Signs and symptoms of poor circulation in the feet include changes in skin color and texture; loss of hair or changes in the distribution of hair on the foot; the presence of rashes, foot sores or swelling; and a weak pulse. Claudication, which is dull cramping pain that occurs in the calf after walking; foot numbness; the presence of a venous pattern or enlargement; and temperature changes are also signs and symptoms of circulation problems. A sign of a medical condition is what can be seen, heard, felt, smelled or measured not only by the patient, but also by other people. Symptoms, on the other hand, are things that only the patient can experience in his or her body and are not seen, heard, felt, smelled or measured by others, not even healthcare providers.
Poor circulation in the feet can lead to foot discoloration, causing the skin to appear pale, reddish or bluish, and the texture of a foot could appear shiny, as though it has been polished. The skin might look abnormally thin when examined, particularly if there are venous patterns or enlargement. Peripheral vascular disease can quickly lead to dangerously poor circulation, so when the feet are examined by a medical doctor, a visual inspection of the veins is performed. Veins carry blood away from the foot back to the heart.

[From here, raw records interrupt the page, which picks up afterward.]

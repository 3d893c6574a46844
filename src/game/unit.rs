//! Units: the actors orders are addressed to.

use serde::{Deserialize, Serialize};

use crate::game::item::{Item, ItemStack, Skill, SkillRecord};
use crate::orders::{MonthOrder, Order};

/// Whether a unit collected regional income by force or peacefully this
/// turn. Tax and pillage are mutually exclusive per unit per turn.
#[derive(Debug, Clone, Copy, PartialEq, Eq, Default, Serialize, Deserialize)]
pub enum TaxState {
    #[default]
    None,
    Tax,
    Pillage,
}

/// A unit: a group of men belonging to one faction, standing in one region,
/// optionally inside a structure.
#[derive(Debug, Clone, PartialEq, Serialize, Deserialize)]
pub struct Unit {
    pub num: u32,
    pub name: String,
    pub faction: u32,
    pub men: i64,
    pub items: Vec<ItemStack>,
    pub skills: Vec<SkillRecord>,
    /// Structure id within the unit's region, if inside one.
    pub structure: Option<u32>,
    pub guard: bool,
    pub avoid: bool,
    /// Hostile units open automatic attacks on every other faction present.
    pub hostile: bool,
    #[serde(default)]
    pub taxing: TaxState,
    /// Immediate orders pending for this turn, in submission order.
    #[serde(default)]
    pub orders: Vec<Order>,
    /// The single month-long order slot.
    #[serde(default)]
    pub month_order: Option<MonthOrder>,
    /// Pending teleport destination set by the cast phase.
    #[serde(default)]
    pub teleport_dest: Option<u32>,
    /// Set by the teach phase; doubles this month's study progress.
    #[serde(default)]
    pub taught: bool,
}

impl Unit {
    pub fn new(num: u32, faction: u32, name: impl Into<String>) -> Unit {
        Unit {
            num,
            name: name.into(),
            faction,
            men: 0,
            items: Vec::new(),
            skills: Vec::new(),
            structure: None,
            guard: false,
            avoid: false,
            hostile: false,
            taxing: TaxState::None,
            orders: Vec::new(),
            month_order: None,
            teleport_dest: None,
            taught: false,
        }
    }

    pub fn item_amount(&self, item: Item) -> i64 {
        self.items
            .iter()
            .find(|s| s.item == item)
            .map_or(0, |s| s.amount)
    }

    pub fn silver(&self) -> i64 {
        self.item_amount(Item::Silver)
    }

    /// Adds (or, with a negative delta, removes) items. Stacks are created
    /// on demand and dropped when they reach zero.
    pub fn add_item(&mut self, item: Item, delta: i64) {
        match self.items.iter_mut().find(|s| s.item == item) {
            Some(stack) => {
                stack.amount += delta;
            }
            None => {
                if delta != 0 {
                    self.items.push(ItemStack { item, amount: delta });
                }
            }
        }
        self.items.retain(|s| s.amount != 0);
    }

    /// Removes up to `amount` of an item; returns how much was removed.
    pub fn take_item(&mut self, item: Item, amount: i64) -> i64 {
        let have = self.item_amount(item);
        let taken = have.min(amount).max(0);
        self.add_item(item, -taken);
        taken
    }

    pub fn skill_days(&self, skill: Skill) -> u32 {
        self.skills
            .iter()
            .find(|r| r.skill == skill)
            .map_or(0, |r| r.days)
    }

    pub fn add_skill_days(&mut self, skill: Skill, days: u32) {
        match self.skills.iter_mut().find(|r| r.skill == skill) {
            Some(rec) => rec.days += days,
            None => self.skills.push(SkillRecord { skill, days }),
        }
    }

    pub fn forget_skill(&mut self, skill: Skill) {
        self.skills.retain(|r| r.skill != skill);
    }

    pub fn knows(&self, skill: Skill) -> bool {
        self.skill_days(skill) > 0
    }

    /// Combat strength: one point per man, one extra per armed man.
    pub fn strength(&self) -> i64 {
        let swords = self.item_amount(Item::Sword);
        self.men + swords.min(self.men)
    }

    /// A unit with no men left is purged by the cleanup phases.
    pub fn is_empty(&self) -> bool {
        self.men <= 0
    }

    /// Kills the unit in place: its men are gone, its goods are lost.
    pub fn destroy(&mut self) {
        self.men = 0;
        self.items.clear();
        self.orders.clear();
        self.month_order = None;
        self.guard = false;
    }
}

#[cfg(test)]
mod tests {
    use super::*;

    #[test]
    fn new_unit_is_empty() {
        let unit = Unit::new(1, 2, "Scouts");
        assert!(unit.is_empty());
        assert_eq!(unit.silver(), 0);
        assert_eq!(unit.faction, 2);
    }

    #[test]
    fn add_and_take_items() {
        let mut unit = Unit::new(1, 1, "u");
        unit.add_item(Item::Grain, 10);
        assert_eq!(unit.item_amount(Item::Grain), 10);
        assert_eq!(unit.take_item(Item::Grain, 4), 4);
        assert_eq!(unit.item_amount(Item::Grain), 6);
        // Taking more than held caps at what is there.
        assert_eq!(unit.take_item(Item::Grain, 100), 6);
        assert_eq!(unit.item_amount(Item::Grain), 0);
        assert!(unit.items.is_empty());
    }

    #[test]
    fn zero_stacks_are_dropped() {
        let mut unit = Unit::new(1, 1, "u");
        unit.add_item(Item::Iron, 3);
        unit.add_item(Item::Iron, -3);
        assert!(unit.items.is_empty());
    }

    #[test]
    fn strength_counts_armed_men_twice() {
        let mut unit = Unit::new(1, 1, "u");
        unit.men = 10;
        unit.add_item(Item::Sword, 4);
        assert_eq!(unit.strength(), 14);
        // Extra swords beyond the men carrying them add nothing.
        unit.add_item(Item::Sword, 20);
        assert_eq!(unit.strength(), 20);
    }

    #[test]
    fn skill_bookkeeping() {
        let mut unit = Unit::new(1, 1, "u");
        assert!(!unit.knows(Skill::Sailing));
        unit.add_skill_days(Skill::Sailing, 30);
        unit.add_skill_days(Skill::Sailing, 30);
        assert_eq!(unit.skill_days(Skill::Sailing), 60);
        unit.forget_skill(Skill::Sailing);
        assert!(!unit.knows(Skill::Sailing));
    }

    #[test]
    fn destroy_clears_everything() {
        let mut unit = Unit::new(1, 1, "u");
        unit.men = 5;
        unit.add_item(Item::Silver, 100);
        unit.guard = true;
        unit.orders.push(Order::Tax);
        unit.destroy();
        assert!(unit.is_empty());
        assert!(unit.items.is_empty());
        assert!(unit.orders.is_empty());
        assert!(!unit.guard);
    }
}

Foot sores or ulcers that do not heal properly or at all often appear, particularly when the circulation is very poor. Rashes that appear on a foot can cover just a small section or a wide area. Another interesting symptom is the onset of pain when at rest, but not when standing or walking. If this is experienced, it should be reported to the examining medical professional, who should also ask a patient about the times when any foot cramps or pain occurs.
A decrease in temperature that leads to cold feet is one of the earliest signs of poor circulation in feet. There are a couple of things, however, one must keep in mind when considering temperature changes. Sometimes, there is a difference in temperature between the two feet, which almost always serves as a sign and symptom of inadequate circulation. Weak pulses are another sure sign of poor circulation, but they are hardly ever checked by laypeople. Pulses that can be checked to verify good circulation in the feet are the posterior tibial pulse, which is palpated behind the inside ankle, and the dorsalis pedis pulse, which is lateral to the large tendon of the big toe.